In OpenSSL 1.1, all structures in public header files were made opaque. For C libraries, this change was breaking, but not too bad. For Swift libraries that interface directly with OpenSSL however, this change was huge.
Vapor 3's crypto package (vapor/crypto) currently supports OpenSSL pre-1.1 and post-1.1 APIs. In order to achieve this without completely duplicating the code base, a number of awful hacks had to be put in place. NIO had to employ similar hacks.
Potential solution: Require OpenSSL 1.1+ for Vapor 4
The maintenance and testing burden caused by supporting pre-1.1 APIs is quite high. Because of this, it would be a huge win for Vapor 4 to drop support for OpenSSL pre-1.1. This however comes with some downsides. I'd like to present the pros and cons in this post and get feedback on what Vapor users would think of this change.
- Greatly simplify vapor/crypto testing and maintenance.

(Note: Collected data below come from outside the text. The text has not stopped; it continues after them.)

//! One refresh cycle: probe, fetch once, resolve each facility, aggregate.

use chrono::{DateTime, Utc};
use tracing::{debug, info, warn};

use crate::api::DocumentFetcher;
use crate::cache::{BlobStore, CacheStore};
use crate::config::Config;
use crate::error::{CacheError, RefreshError};
use crate::freshness::{FreshnessPolicy, Resolution};
use crate::models::{CycleReport, FacilityId, FacilityResult};
use crate::parser::ReadingParser;

/// Coordinates the network, the parser and the cache for refresh cycles.
///
/// Holds no state between cycles besides what the cache store persists.
pub struct RefreshOrchestrator<F, B> {
    config: Config,
    fetcher: F,
    parser: Box<dyn ReadingParser>,
    cache: CacheStore<B>,
    policy: FreshnessPolicy,
}

impl<F: DocumentFetcher, B: BlobStore> RefreshOrchestrator<F, B> {
    pub fn new(config: Config, fetcher: F, blobs: B, parser: impl ReadingParser + 'static) -> Self {
        let cache = CacheStore::new(blobs, config.cache_max_age());
        let policy = FreshnessPolicy::new(config.offline_mode_enabled);
        Self {
            config,
            fetcher,
            parser: Box::new(parser),
            cache,
            policy,
        }
    }

    pub fn config(&self) -> &Config {
        &self.config
    }

    pub fn cache(&self) -> &CacheStore<B> {
        &self.cache
    }

    /// Whether the reachability endpoint answers with the expected marker
    /// within the probe timeout.
    pub async fn probe_network(&self) -> bool {
        let probe = self.fetcher.fetch(&self.config.probe_url);
        match tokio::time::timeout(self.config.probe_timeout(), probe).await {
            Ok(Ok(body)) if body.contains(&self.config.probe_marker) => true,
            Ok(Ok(_)) => {
                info!(url = %self.config.probe_url, "Network probe answered without marker");
                false
            }
            Ok(Err(e)) => {
                info!(error = %e, "Network not available");
                false
            }
            Err(_) => {
                info!(timeout_secs = self.config.probe_timeout_secs, "Network probe timed out");
                false
            }
        }
    }

    /// The shared listing document, or `None` when offline. A failed or
    /// timed-out fetch counts as offline.
    async fn fetch_document(&self) -> Option<String> {
        if !self.probe_network().await {
            return None;
        }

        let fetch = self.fetcher.fetch(&self.config.source_url);
        match tokio::time::timeout(self.config.fetch_timeout(), fetch).await {
            Ok(Ok(document)) => Some(document),
            Ok(Err(e)) => {
                warn!(url = %self.config.source_url, error = %e, "Failed to fetch occupancy listing");
                None
            }
            Err(_) => {
                warn!(
                    url = %self.config.source_url,
                    timeout_secs = self.config.fetch_timeout_secs,
                    "Fetching occupancy listing timed out"
                );
                None
            }
        }
    }

    /// Resolve every requested facility, in order.
    ///
    /// Facilities without any data are reported as unavailable; the cycle
    /// only fails, with the first such error, when none could be resolved.
    pub async fn run_cycle(&self, facilities: &[FacilityId]) -> Result<CycleReport, RefreshError> {
        info!(count = facilities.len(), "Starting refresh cycle");

        let document = self.fetch_document().await;
        let now = Utc::now();

        let mut results = Vec::with_capacity(facilities.len());
        let mut first_failure = None;

        for &facility in facilities {
            match self.resolve_facility(facility, document.as_deref(), now) {
                Ok(result) => results.push(result),
                Err(e) => {
                    results.push(FacilityResult::unavailable(facility, e.to_string()));
                    first_failure.get_or_insert(e);
                }
            }
        }

        if let Some(first) = first_failure {
            if !results.iter().any(FacilityResult::is_available) {
                warn!(error = %first, "Refresh cycle produced no data");
                return Err(RefreshError::CycleFailed {
                    first: Box::new(first),
                });
            }
        }

        let report = CycleReport::new(results, now, self.config.refresh_interval());
        info!(offline = report.offline, "Refresh cycle complete");
        Ok(report)
    }

    fn resolve_facility(
        &self,
        facility: FacilityId,
        document: Option<&str>,
        now: DateTime<Utc>,
    ) -> Result<FacilityResult, RefreshError> {
        let cached = self.cache.read_latest_at(facility, now);
        let live = document.map(|document| self.parser.parse(document, facility));

        match self.policy.resolve(facility, live, cached)? {
            Resolution::Live(reading) => {
                debug!(facility = %facility, percentage = reading.percentage, "Live reading");
                if let Err(e) = self.cache.write(facility, &reading) {
                    warn!(facility = %facility, error = %e, "Failed to cache reading");
                }
                Ok(FacilityResult::live(facility, reading))
            }
            Resolution::Cached(entry) => Ok(FacilityResult::cached(
                facility,
                entry.reading,
                entry.timestamp,
                now,
            )),
        }
    }

    /// Remove cache entries older than the configured cleanup age.
    pub fn cleanup_cache(&self) -> Result<usize, CacheError> {
        self.cache.cleanup(self.config.cleanup_max_age())
    }
}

- Vapor 4 will require Ubuntu 18.04 (16.04 comes with OpenSSL 1.0)
- Vapor 4 will use OpenSSL@1.1 instead of LibreSSL on macOS.
Compile OpenSSL 1.1 for Ubuntu 16.04
Users that need to support Ubuntu 16.04 could build and install OpenSSL 1.1 from source. This would admittedly suck.
Swift NIO is moving to BoringSSL for version 2. Vapor crypto could do something similar and embed BoringSSL for its crypto needs.
If Ubuntu 16.04 support is deemed absolutely necessary, we can continue maintaining the current state of hacks.